Is it only Dryblower who can remember back to May when the government did something remarkably similar by announcing, without prior consultation, its original one-size fits-all mining super-tax?

Perhaps there is a subtle variation this time around, but not by much.

There is still same desire to boil a complex industry down so it fits tax law, rather than make the law fit the industry, and to do that by hearing only one point of view – that of the big miners which have already been in the ear of Ferguson’s boss, Prime Minister Julia Gillard.

Take magnetite as an example. This is the low-grade iron ore that requires extensive processing before it can be shipped to overseas customers.

If ever there was an example of one size not fitting all cases, magnetite is it. It is as different from direct-shipping ore as chalk and cheese.

In theory, magnetite is a part-processed material which Australia ought to be encouraging, but it is also something that the big two of iron ore, BHP Billiton and Rio Tinto, decline to invest in – perhaps because they have failed so miserably at other attempts at upgrading secondary iron ore.

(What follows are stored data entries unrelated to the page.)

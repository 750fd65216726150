//! A small TTL key-value cache owned by its caller, backed by `moka`.

use std::time::{Duration, Instant};

use moka::sync::Cache;
use moka::Expiry;

const DEFAULT_MAX_ENTRIES: u64 = 10_000;

#[derive(Debug, Clone)]
struct Entry<V> {
    value: V,
    ttl: Duration,
}

/// Expires each entry after the TTL it was stored with.
struct PerEntryTtl;

impl<V> Expiry<String, Entry<V>> for PerEntryTtl {
    fn expire_after_create(
        &self,
        _key: &String,
        entry: &Entry<V>,
        _created_at: Instant,
    ) -> Option<Duration> {
        Some(entry.ttl)
    }

    fn expire_after_update(
        &self,
        _key: &String,
        entry: &Entry<V>,
        _updated_at: Instant,
        _duration_until_expiry: Option<Duration>,
    ) -> Option<Duration> {
        Some(entry.ttl)
    }
}

/// Thread-safe cache whose entries expire after a per-entry TTL.
///
/// Construct one per owner and pass it by reference to whatever needs it.
pub struct TtlCache<V> {
    inner: Cache<String, Entry<V>>,
}

impl<V: Clone + Send + Sync + 'static> std::fmt::Debug for TtlCache<V> {
    fn fmt(&self, f: &mut std::fmt::Formatter<'_>) -> std::fmt::Result {
        f.debug_struct("TtlCache")
            .field("entries", &self.inner.entry_count())
            .finish()
    }
}

impl<V: Clone + Send + Sync + 'static> Default for TtlCache<V> {
    fn default() -> Self {
        Self::with_capacity(DEFAULT_MAX_ENTRIES)
    }
}

impl<V: Clone + Send + Sync + 'static> TtlCache<V> {
    #[must_use]
    pub fn new() -> Self {
        Self::default()
    }

    /// Cache holding at most `max_entries` values.
    #[must_use]
    pub fn with_capacity(max_entries: u64) -> Self {
        Self {
            inner: Cache::builder()
                .max_capacity(max_entries)
                .expire_after(PerEntryTtl)
                .build(),
        }
    }

    /// Returns the cached value if present and not yet expired.
    #[must_use]
    pub fn get(&self, key: &str) -> Option<V> {
        self.inner.get(key).map(|entry| entry.value)
    }

    /// Stores `value` under `key` for `ttl`. A zero TTL stores nothing.
    pub fn set(&self, key: &str, value: V, ttl: Duration) {
        if ttl.is_zero() {
            return;
        }
        self.inner.insert(key.to_string(), Entry { value, ttl });
    }

    /// Number of live entries, after pending expirations are applied.
    #[must_use]
    pub fn len(&self) -> usize {
        self.inner.run_pending_tasks();
        usize::try_from(self.inner.entry_count()).unwrap_or(usize::MAX)
    }

    #[must_use]
    pub fn is_empty(&self) -> bool {
        self.len() == 0
    }
}

#[cfg(test)]
mod tests {
    use super::*;

    #[test]
    fn returns_value_before_expiry() {
        let cache = TtlCache::new();
        cache.set("q:pinata", vec![1, 2, 3], Duration::from_secs(60));
        assert_eq!(cache.get("q:pinata"), Some(vec![1, 2, 3]));
        assert_eq!(cache.len(), 1);
    }

    #[test]
    fn missing_key_is_absent() {
        let cache: TtlCache<u32> = TtlCache::new();
        assert!(cache.get("nope").is_none());
        assert!(cache.is_empty());
    }

    #[test]
    fn expired_entry_is_absent_and_evicted() {
        let cache = TtlCache::new();
        cache.set("stale", "v".to_string(), Duration::from_millis(20));
        cache.set("fresh", "w".to_string(), Duration::from_secs(60));
        std::thread::sleep(Duration::from_millis(100));

        assert!(cache.get("stale").is_none());
        assert_eq!(cache.get("fresh"), Some("w".to_string()));
        assert_eq!(cache.len(), 1);
    }

    #[test]
    fn zero_ttl_stores_nothing() {
        let cache = TtlCache::new();
        cache.set("k", 1_u8, Duration::ZERO);
        assert!(cache.get("k").is_none());
    }

    #[test]
    fn set_overwrites_existing_entry() {
        let cache = TtlCache::new();
        cache.set("k", 1_u8, Duration::from_secs(60));
        cache.set("k", 2_u8, Duration::from_secs(60));
        assert_eq!(cache.get("k"), Some(2));
    }

    #[test]
    fn overwrite_takes_the_new_ttl() {
        let cache = TtlCache::new();
        cache.set("k", 1_u8, Duration::from_secs(60));
        cache.set("k", 2_u8, Duration::from_millis(20));
        std::thread::sleep(Duration::from_millis(100));
        assert!(cache.get("k").is_none());
    }
}
//! Aggregates per-product sales and request counts into rule engine inputs.

use chrono::{DateTime, Duration, Utc};
use shelfwise_core::{ProductInput, ProductSignals, Seasonality};
use sqlx::PgPool;

use crate::{to_u32, DbError};

/// One active product with its demand aggregates as of a point in time.
#[derive(Debug, Clone, sqlx::FromRow)]
pub struct ProductSignalsRow {
    pub external_id: String,
    pub name: String,
    pub in_shopify: bool,
    pub seasonality: String,
    pub d90_units: i64,
    pub d180_units: i64,
    pub requests_30d: i64,
}

impl From<ProductSignalsRow> for ProductInput {
    fn from(row: ProductSignalsRow) -> Self {
        ProductInput {
            product_id: row.external_id,
            name: row.name,
            signals: ProductSignals {
                in_shopify: row.in_shopify,
                d90_units: to_u32(row.d90_units),
                d180_units: to_u32(row.d180_units),
                requests_30d: to_u32(row.requests_30d),
                seasonality: Seasonality::parse(&row.seasonality),
            },
        }
    }
}

/// Loads every active product with 90/180-day unit sales and 30-day request
/// counts, windows ending at `as_of`.
///
/// # Errors
///
/// Returns [`DbError::Sqlx`] if the query fails.
pub async fn load_product_inputs(
    pool: &PgPool,
    as_of: DateTime<Utc>,
) -> Result<Vec<ProductInput>, DbError> {
    let today = as_of.date_naive();
    let d90_start = today - Duration::days(90);
    let d180_start = today - Duration::days(180);
    let requests_start = as_of - Duration::days(30);

    let rows = sqlx::query_as::<_, ProductSignalsRow>(
        "SELECT p.external_id, p.name, p.in_shopify, p.seasonality, \
                COALESCE(s.d90_units, 0)::BIGINT AS d90_units, \
                COALESCE(s.d180_units, 0)::BIGINT AS d180_units, \
                COALESCE(r.requests_30d, 0)::BIGINT AS requests_30d \
         FROM products p \
         LEFT JOIN ( \
             SELECT product_id, \
                    SUM(units) FILTER (WHERE sold_on > $2) AS d90_units, \
                    SUM(units) AS d180_units \
             FROM sales \
             WHERE sold_on > $3 AND sold_on <= $1 \
             GROUP BY product_id \
         ) s ON s.product_id = p.id \
         LEFT JOIN ( \
             SELECT product_id, COUNT(*) AS requests_30d \
             FROM customer_requests \
             WHERE product_id IS NOT NULL AND requested_at > $4 AND requested_at <= $5 \
             GROUP BY product_id \
         ) r ON r.product_id = p.id \
         WHERE p.is_active = TRUE \
         ORDER BY p.name, p.external_id",
    )
    .bind(today)
    .bind(d90_start)
    .bind(d180_start)
    .bind(requests_start)
    .bind(as_of)
    .fetch_all(pool)
    .await?;

    tracing::debug!(products = rows.len(), as_of = %as_of, "loaded product signals");

    Ok(rows.into_iter().map(ProductInput::from).collect())
}

#[cfg(test)]
mod tests {
    use super::*;

    #[test]
    fn row_converts_to_product_input() {
        let row = ProductSignalsRow {
            external_id: "sku-7".to_string(),
            name: "Star Pinata".to_string(),
            in_shopify: true,
            seasonality: "summer".to_string(),
            d90_units: 14,
            d180_units: 20,
            requests_30d: -1,
        };
        let input = ProductInput::from(row);
        assert_eq!(input.product_id, "sku-7");
        assert_eq!(input.signals.d90_units, 14);
        assert_eq!(input.signals.requests_30d, 0);
        assert_eq!(input.signals.seasonality, Seasonality::Summer);
    }
}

Ferguson undoubtedly knows that magnetite is different, but also hinted that this might not be the case when it comes to tax.

“We’ve had companies writing to our department expressing their views about what they believe should occur, for example, on what is the taxing point say in magnetite, and indicating their desire to appear before the panel,” he said.

His preference is for industry groups to present “compromise” positions to the tax transition panel – because “it would be easier for the panel to resolve uncertainties around the proposed Minerals Resource Rent Tax if industry groups presented compromise positions.”

There are several ways to interpret what Ferguson has said. They range from:

  • We’re too busy to thoroughly understand the mining industry – we just make the laws
  • We still believe in a tax regime where one size can be made to fit all sizes
  • We already know what we’re going to do, so don’t waste our time

Consider the most glaring anomaly in the ongoing tax debate – a politician’s belief that a big company can understand, or care about, the position of a small company.

Atlas Iron chief executive David Flanagan picked up this point early last week when he, quite correctly, accused the big three of Australian mining (BHP, Rio and Xstrata) of selling juniors short in their secret tax deal with the government.

It is possible, given Ferguson’s comments about the need for the industry to speak with one voice, that the secret deals continue – and that the one voice will remain that of the big three.